Lines from the first one down to the one containing "of a second." in the data below are the only ones needed; please return them exactly, both ends included.

*** DATA SHOWN ***

use std::io;
use std::sync::atomic::{AtomicU64, Ordering};
use std::sync::{Condvar, Mutex, PoisonError};
use std::thread;
use std::time::Duration;

use crate::animation::frame::LoopCount;
use crate::foundation::error::{GlyphError, GlyphResult, is_permanent_io};
use crate::playback::clock::{CancelToken, Clock, SystemClock};
use crate::playback::sink::TextSink;
use crate::render::text::TextFrame;

/// How many passes over the frame sequence to play.
#[derive(Clone, Copy, Debug, Default, PartialEq, Eq, serde::Serialize, serde::Deserialize)]
#[serde(rename_all = "snake_case")]
pub enum LoopMode {
    /// Loop until cancelled.
    #[default]
    Forever,
    /// A single pass, ending in [`PlaybackState::Done`].
    Once,
    /// This many passes (at least one).
    Times(u32),
}

impl LoopMode {
    fn pass_limit(self) -> Option<u64> {
        match self {
            Self::Forever => None,
            Self::Once => Some(1),
            Self::Times(n) => Some(u64::from(n.max(1))),
        }
    }
}

impl From<LoopCount> for LoopMode {
    fn from(count: LoopCount) -> Self {
        match count {
            LoopCount::Infinite => Self::Forever,
            LoopCount::Finite(n) => Self::Times(n),
        }
    }
}

/// Playback settings.
#[derive(Clone, Copy, Debug, PartialEq, Eq)]
pub struct PlaybackOpts {
    /// Wall time of one delay unit. GIF delays are hundredths of a second.
    pub delay_unit: Duration,
    /// Number of passes.
    pub loop_mode: LoopMode,
    /// Whether each frame starts with a screen clear; passed to [`TextSink::begin_frame`].
    pub clear: bool,
}

impl Default for PlaybackOpts {
    fn default() -> Self {
        Self {
            delay_unit: Duration::from_millis(10),
            loop_mode: LoopMode::Forever,
            clear: true,
        }
    }
}

/// Scheduler state, reported to observers on every transition.
#[derive(Clone, Copy, Debug, Default, PartialEq, Eq, serde::Serialize)]
pub enum PlaybackState {
    /// Not started.
    #[default]
    Idle,
    /// Frame `i` was handed to the writer.
    Displaying(usize),
    /// Waiting out the display time of frame `i`.
    Sleeping(usize),
    /// Single-pass or counted playback finished.
    Done,
    /// Stopped through the [`CancelToken`].
    Cancelled,
    /// Stopped because the sink became unusable.
    Failed,
}

/// What happened during one [`Player::play`] call.
///
/// Every dispatched frame ends up in exactly one of `frames_shown`, `frames_truncated`,
/// `frames_dropped` or `write_errors`.
#[derive(Clone, Copy, Debug, Default, PartialEq, Eq, serde::Serialize)]
pub struct PlaybackReport {
    /// Frames whose rows were all written.
    pub frames_shown: u64,
    /// Frames stopped mid-write because the next frame was due or playback was cancelled.
    pub frames_truncated: u64,
    /// Frames superseded before the writer started them.
    pub frames_dropped: u64,
    /// Frames abandoned after a transient sink error.
    pub write_errors: u64,
    /// Complete passes over the sequence.
    pub passes_completed: u64,
    /// State the scheduler stopped in.
    pub final_state: PlaybackState,
}

/// Display time for a frame: `units` delay units, with zero treated as one unit.
pub fn frame_delay(units: u32, unit: Duration) -> Duration {
    unit.saturating_mul(units.max(1))
}

type StateObserver = Box<dyn FnMut(PlaybackState) + Send>;

/// Real-time text frame player.
///
/// The calling thread runs the schedule while a writer thread owns the sink. Each frame is
/// posted to a single-slot mailbox; posting a newer frame replaces one the writer has not
/// picked up yet and makes the frame in flight stale, so the writer stops it before its next
/// line. The schedule therefore never waits on a slow sink.
pub struct Player<C = SystemClock> {
    opts: PlaybackOpts,
    clock: C,
    cancel: CancelToken,
    state: PlaybackState,
    observer: Option<StateObserver>,
}

impl Player<SystemClock> {
    /// Player on the wall clock.
    pub fn new(opts: PlaybackOpts) -> Self {
        Self::with_clock(opts, SystemClock::default())
    }
}

impl<C: Clock> Player<C> {
    /// Player on a custom clock.
    pub fn with_clock(opts: PlaybackOpts, clock: C) -> Self {
        Self {
            opts,
            clock,
            cancel: CancelToken::new(),
            state: PlaybackState::Idle,
            observer: None,
        }
    }

    /// Use `token` for cancellation instead of a private one.
    pub fn with_cancel(mut self, token: CancelToken) -> Self {
        self.cancel = token;
        self
    }

    /// Call `observer` on every state transition, on the playing thread.
    pub fn on_state(mut self, observer: impl FnMut(PlaybackState) + Send + 'static) -> Self {
        self.observer = Some(Box::new(observer));
        self
    }

    /// Token that stops playback from another thread.
    pub fn cancel_token(&self) -> CancelToken {
        self.cancel.clone()
    }

    /// Current (or final) state.
    pub fn state(&self) -> PlaybackState {
        self.state
    }

    /// Playback settings.
    pub fn opts(&self) -> &PlaybackOpts {
        &self.opts
    }

    /// The clock driving the schedule.
    pub fn clock(&self) -> &C {
        &self.clock
    }

    /// Play `frames` to `sink`, frame `i` shown for `delays[i]` delay units.
    ///
    /// Returns when the configured passes are complete or the cancel token fires. Transient
    /// write errors skip the frame and are counted; a permanent sink failure (for example a
    /// closed pipe) wakes the schedule at once, leaves the player in
    /// [`PlaybackState::Failed`] and returns [`GlyphError::SinkWrite`].
    #[tracing::instrument(skip_all, fields(frames = frames.len(), loop_mode = ?self.opts.loop_mode))]
    pub fn play<S>(
        &mut self,
        sink: &mut S,
        frames: &[TextFrame],
        delays: &[u32],
    ) -> GlyphResult<PlaybackReport>
    where
        S: TextSink + ?Sized,
    {
        if frames.is_empty() {
            return Err(GlyphError::EmptySequence);
        }
        if delays.len() != frames.len() {
            return Err(GlyphError::validation(format!(
                "got {} delays for {} frames",
                delays.len(),
                frames.len()
            )));
        }

        self.transition(PlaybackState::Idle);
        let mailbox = Mailbox::default();
        let gate = FrameGate::default();
        // Cancelled by the caller's token or by the writer when the sink fails.
        let halt = self.cancel.child_token();
        let clear = self.opts.clear;

        let (schedule, written) = thread::scope(|scope| -> GlyphResult<_> {
            let writer_end = WriterEnd {
                mailbox: &mailbox,
                gate: &gate,
                halt: &halt,
                clear,
            };
            let writer = thread::Builder::new()
                .name("glyphreel-playback".to_owned())
                .spawn_scoped(scope, move || write_frames(sink, frames, writer_end))
                .map_err(|e| {
                    GlyphError::Other(anyhow::Error::new(e).context("failed to spawn playback writer"))
                })?;

            let schedule = {
                let _close = CloseOnDrop(&mailbox);
                self.run_schedule(delays, &mailbox, &gate, &halt)
            };
            let written = writer
                .join()
                .map_err(|_| GlyphError::Other(anyhow::anyhow!("playback writer panicked")))?;
            Ok((schedule, written))
        })?;

        if written.is_err() && self.state != PlaybackState::Failed {
            self.transition(PlaybackState::Failed);
        }
        let tally = written.inspect_err(|e| {
            tracing::error!(error = %e, "playback stopped: sink unusable");
        })?;
        let report = PlaybackReport {
            frames_shown: tally.shown,
            frames_truncated: tally.truncated,
            frames_dropped: schedule.replaced + tally.stale,
            write_errors: tally.write_errors,
            passes_completed: schedule.passes,
            final_state: self.state,
        };
        tracing::info!(
            shown = report.frames_shown,
            truncated = report.frames_truncated,
            dropped = report.frames_dropped,
            write_errors = report.write_errors,
            passes = report.passes_completed,
            "playback finished"
        );
        Ok(report)
    }

    fn run_schedule(
        &mut self,
        delays: &[u32],
        mailbox: &Mailbox,
        gate: &FrameGate,
        halt: &CancelToken,
    ) -> Schedule {
        let mut out = Schedule::default();
        let limit = self.opts.loop_mode.pass_limit();
        let mut due = self.clock.now();
        loop {
            for (i, &units) in delays.iter().enumerate() {
                if halt.is_cancelled() {
                    self.stop_halted();
                    return out;
                }

                self.transition(PlaybackState::Displaying(i));
                let ticket = gate.advance();
                match mailbox.post(WriteJob { index: i, ticket }) {
                    Delivery::Queued => {}
                    Delivery::Replaced => {
                        out.replaced += 1;
                        tracing::debug!(frame = i, "writer behind; previous frame dropped");
                    }
                    Delivery::ReceiverGone => {
                        self.transition(PlaybackState::Failed);
                        return out;
                    }
                }

                self.transition(PlaybackState::Sleeping(i));
                // A schedule running more than one frame late restarts from now.
                let now = self.clock.now();
                due = due
                    .saturating_add(frame_delay(units, self.opts.delay_unit))
                    .max(now);
                if !self.clock.sleep(due - now, halt) {
                    self.stop_halted();
                    return out;
                }
            }
            out.passes += 1;
            if limit.is_some_and(|limit| out.passes >= limit) {
                self.transition(PlaybackState::Done);
                return out;
            }
        }
    }

    fn stop_halted(&mut self) {
        if self.cancel.is_cancelled() {
            self.transition(PlaybackState::Cancelled);
        } else {
            self.transition(PlaybackState::Failed);
        }
    }

    fn transition(&mut self, next: PlaybackState) {
        tracing::trace!(state = ?next, "playback state");
        self.state = next;
        if let Some(observer) = self.observer.as_mut() {
            observer(next);
        }
    }
}

#[derive(Debug, Default)]
struct Schedule {
    passes: u64,
    replaced: u64,
}

#[derive(Debug, Default)]
struct WriterTally {
    shown: u64,
    truncated: u64,
    stale: u64,
    write_errors: u64,
}

#[derive(Clone, Copy, Debug)]
struct WriteJob {
    index: usize,
    ticket: u64,
}

/// Generation counter; advancing it makes every earlier ticket stale.
#[derive(Debug, Default)]
struct FrameGate {
    generation: AtomicU64,
}

impl FrameGate {
    fn advance(&self) -> u64 {
        self.generation.fetch_add(1, Ordering::AcqRel) + 1
    }

    fn is_current(&self, ticket: u64) -> bool {
        self.generation.load(Ordering::Acquire) == ticket
    }
}

enum Delivery {
    Queued,
    Replaced,
    ReceiverGone,
}

#[derive(Debug, Default)]
struct Mailbox {
    state: Mutex<MailboxState>,
    ready: Condvar,
}

#[derive(Debug, Default)]
struct MailboxState {
    pending: Option<WriteJob>,
    closed: bool,
    receiver_gone: bool,
}

impl Mailbox {
    fn lock(&self) -> std::sync::MutexGuard<'_, MailboxState> {
        self.state.lock().unwrap_or_else(PoisonError::into_inner)
    }

    fn post(&self, job: WriteJob) -> Delivery {
        let mut state = self.lock();
        if state.receiver_gone {
            return Delivery::ReceiverGone;
        }
        let replaced = state.pending.replace(job).is_some();
        self.ready.notify_one();
        if replaced {
            Delivery::Replaced
        } else {
            Delivery::Queued
        }
    }

    // Blocks until a job is pending; `None` once closed and drained.
    fn take(&self) -> Option<WriteJob> {
        let mut state = self.lock();
        loop {
            if let Some(job) = state.pending.take() {
                return Some(job);
            }
            if state.closed {
                return None;
            }
            state = self.ready.wait(state).unwrap_or_else(PoisonError::into_inner);
        }
    }

    fn close(&self) {
        self.lock().closed = true;
        self.ready.notify_all();
    }

    fn hang_up(&self) {
        let mut state = self.lock();
        state.receiver_gone = true;
        state.pending = None;
    }
}

struct CloseOnDrop<'a>(&'a Mailbox);

impl Drop for CloseOnDrop<'_> {
    fn drop(&mut self) {
        self.0.close();
    }
}

/// Everything the writer thread shares with the schedule.
#[derive(Clone, Copy)]
struct WriterEnd<'a> {
    mailbox: &'a Mailbox,
    gate: &'a FrameGate,
    halt: &'a CancelToken,
    clear: bool,
}

impl WriterEnd<'_> {
    fn is_live(&self, ticket: u64) -> bool {
        !self.halt.is_cancelled() && self.gate.is_current(ticket)
    }
}

// Runs when the writer returns for any reason; the schedule stops posting and stops sleeping.
struct HangUpOnDrop<'a>(WriterEnd<'a>);

impl Drop for HangUpOnDrop<'_> {
    fn drop(&mut self) {
        self.0.mailbox.hang_up();
        self.0.halt.cancel();
    }
}

fn write_frames<S>(
    sink: &mut S,
    frames: &[TextFrame],
    end: WriterEnd<'_>,
) -> GlyphResult<WriterTally>
where
    S: TextSink + ?Sized,
{
    let _hang_up = HangUpOnDrop(end);
    let mut tally = WriterTally::default();
    while let Some(job) = end.mailbox.take() {
        if !end.is_live(job.ticket) {
            tally.stale += 1;
            continue;
        }
        match write_frame(sink, &frames[job.index], job, end) {
            Ok(true) => tally.shown += 1,
            Ok(false) => {
                tally.truncated += 1;
                tracing::debug!(frame = job.index, "frame truncated");
            }
            Err(e) if is_permanent_io(&e) => return Err(GlyphError::SinkWrite(e)),
            Err(e) => {
                tally.write_errors += 1;
                tracing::warn!(frame = job.index, error = %e, "sink write failed; skipping frame");
            }
        }
    }
    Ok(tally)
}

// Returns `Ok(false)` when the frame went stale or playback was cancelled mid-write.
fn write_frame<S>(
    sink: &mut S,
    frame: &TextFrame,
    job: WriteJob,
    end: WriterEnd<'_>,
) -> io::Result<bool>
where
    S: TextSink + ?Sized,
{
    sink.begin_frame(job.index, end.clear)?;
    for y in 0..frame.height() {
        if !end.is_live(job.ticket) {
            sink.end_frame()?;
            return Ok(false);
        }
        sink.write_line(&frame.line(y))?;
    }
    sink.end_frame()?;
    Ok(true)
}

#[cfg(test)]
#[path = "../../tests/unit/playback/scheduler.rs"]
mod tests;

*** End of DATA SHOWN ***

» **THE ANSWER**:
use std::io;
use std::sync::atomic::{AtomicU64, Ordering};
use std::sync::{Condvar, Mutex, PoisonError};
use std::thread;
use std::time::Duration;

use crate::animation::frame::LoopCount;
use crate::foundation::error::{GlyphError, GlyphResult, is_permanent_io};
use crate::playback::clock::{CancelToken, Clock, SystemClock};
use crate::playback::sink::TextSink;
use crate::render::text::TextFrame;

/// How many passes over the frame sequence to play.
#[derive(Clone, Copy, Debug, Default, PartialEq, Eq, serde::Serialize, serde::Deserialize)]
#[serde(rename_all = "snake_case")]
pub enum LoopMode {
    /// Loop until cancelled.
    #[default]
    Forever,
    /// A single pass, ending in [`PlaybackState::Done`].
    Once,
    /// This many passes (at least one).
    Times(u32),
}

impl LoopMode {
    fn pass_limit(self) -> Option<u64> {
        match self {
            Self::Forever => None,
            Self::Once => Some(1),
            Self::Times(n) => Some(u64::from(n.max(1))),
        }
    }
}

impl From<LoopCount> for LoopMode {
    fn from(count: LoopCount) -> Self {
        match count {
            LoopCount::Infinite => Self::Forever,
            LoopCount::Finite(n) => Self::Times(n),
        }
    }
}

/// Playback settings.
#[derive(Clone, Copy, Debug, PartialEq, Eq)]
pub struct PlaybackOpts {
    /// Wall time of one delay unit. GIF delays are hundredths of a second.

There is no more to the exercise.